Written and Directed by: Michael R. Roskam
Starring: Matthias Schoenaerts, Jeroen Perceval, Barbara Sarafian and Jeanne Dandoy
Nominated in the Best Foreign Film category at this year’s Oscars, writer-director Michael R. Roskam’s BULLHEAD could very well be the underdog niche market knockout that film lovers root for to take home the gold statuette. While I applaud him for his completely original story, I wasn’t fully compelled or engaged by the journey of the titular protagonist, Jacky, nor that of the people around him. It’s just too bad the script doesn’t exhibit the strength and brute force of Jacky himself.
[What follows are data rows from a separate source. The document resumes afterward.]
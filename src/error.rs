//! Error types for tbsim.
//!
//! The physics itself has no runtime errors. Everything here is either a
//! rejected configuration or misuse of the run state machine.

use thiserror::Error;

/// Invalid scenario configuration, reported before any step runs.
#[derive(Error, Debug)]
pub enum ConfigError {
    /// The system always holds exactly three bodies
    #[error("expected exactly 3 bodies, found {0}")]
    BodyCount(usize),

    #[error("body {index}: mass must be positive and finite, got {mass}")]
    NonPositiveMass { index: usize, mass: f64 },

    #[error("body {index}: {field} must be finite, got [{}, {}]", .value[0], .value[1])]
    NonFiniteState { index: usize, field: &'static str, value: [f64; 2] },

    /// G, dt and bound share this variant
    #[error("parameter '{name}' must be positive and finite, got {value}")]
    NonPositiveParameter { name: &'static str, value: f64 },

    #[error("parameter 'steps' must be at least 1")]
    ZeroSteps,

    #[error("failed to parse scenario YAML: {0}")]
    Yaml(#[from] serde_yaml::Error),

    #[error("failed to read scenario file: {0}")]
    Io(#[from] std::io::Error),
}

/// Driver used out of order.
#[derive(Error, Debug, Clone, Copy, PartialEq, Eq)]
pub enum SimError {
    #[error("integrator has already been started")]
    AlreadyStarted,

    #[error("integrator has not finished running")]
    NotFinished,
}
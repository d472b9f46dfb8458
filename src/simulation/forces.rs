//! Gravitational forces between the three bodies
//!
//! Plain inverse-square attraction without softening. Coincident bodies
//! exert no force on each other.

use crate::simulation::states::{System, NVec2, BODY_COUNT};

/// 2D Newtonian gravity
#[allow(non_snake_case)]
#[derive(Debug, Clone, Copy, PartialEq)]
pub struct NewtonianGravity {
    pub G: f64, // gravitational constant
}

impl NewtonianGravity {
    #[allow(non_snake_case)]
    pub fn new(G: f64) -> Self {
        Self { G }
    }

    /// Force exerted by body b on body a, pointing from a toward b
    /// Returns the zero vector when the two positions coincide
    pub fn pairwise_force(&self, xa: NVec2, xb: NVec2, ma: f64, mb: f64) -> NVec2 {
        // r points from a to b, so a is pulled along +r
        let r = xb - xa;
        let d = r.norm();
        if d == 0.0 {
            return NVec2::zeros();
        }

        // |F| = G * ma * mb / d^2, direction r / d
        let magnitude = self.G * ma * mb / (d * d);
        magnitude * (r / d)
    }

    /// Net force on every body from positions at the current instant
    /// - `out[i]` is the sum over j != i of the force j exerts on i
    pub fn net_forces(&self, sys: &System) -> [NVec2; BODY_COUNT] {
        let mut out = [NVec2::zeros(); BODY_COUNT];

        for (i, f) in out.iter_mut().enumerate() {
            let bi = &sys.bodies[i];
            for (j, bj) in sys.bodies.iter().enumerate() {
                if i == j {
                    continue;
                }
                *f += self.pairwise_force(bi.x, bj.x, bi.m, bj.m);
            }
        }

        out
    }
}
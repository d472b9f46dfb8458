//! Numerical and physical parameters for a run
//!
//! `Parameters` holds the immutable run settings:
//! - gravitational constant `G`,
//! - fixed step size `dt`,
//! - hard cap on the number of steps,
//! - half-width of the bounds box used for early termination

#[allow(non_snake_case)]
#[derive(Debug, Clone, Copy, PartialEq)]
pub struct Parameters {
    pub G: f64, // gravitational constant
    pub dt: f64, // step size
    pub max_steps: usize, // step budget
    pub bound: f64, // bounds radius R
}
BULLHEAD espouses a hopeless view of the themes of hidden pasts, redemption, and consequences from the start with Jacky’s (Matthias Schoenaerts) voiceover stating, “No matter what you do, you are always fucked.” He is the muscle of his family’s cattle business. With his hulking and forceful frame, he is a domineering presence you don’t ever want to make angry (but secretly want to see spiral out of control) and is constantly pumped up on steroids and growth hormones. He and his Uncle Eddy initiate a shady deal with a notorious mafioso meat trader, whose crew includes Diederick (Jeroen Perceval) – an estranged childhood friend of Jacky’s who’s also a police informant. When a detective investigating the illegal trade of bovine growth hormones – something Jacky’s family farm uses – turns up murdered, and more people from the past start bubbling to the surface, Jacky must confront his demons and set right what has gone so wrong.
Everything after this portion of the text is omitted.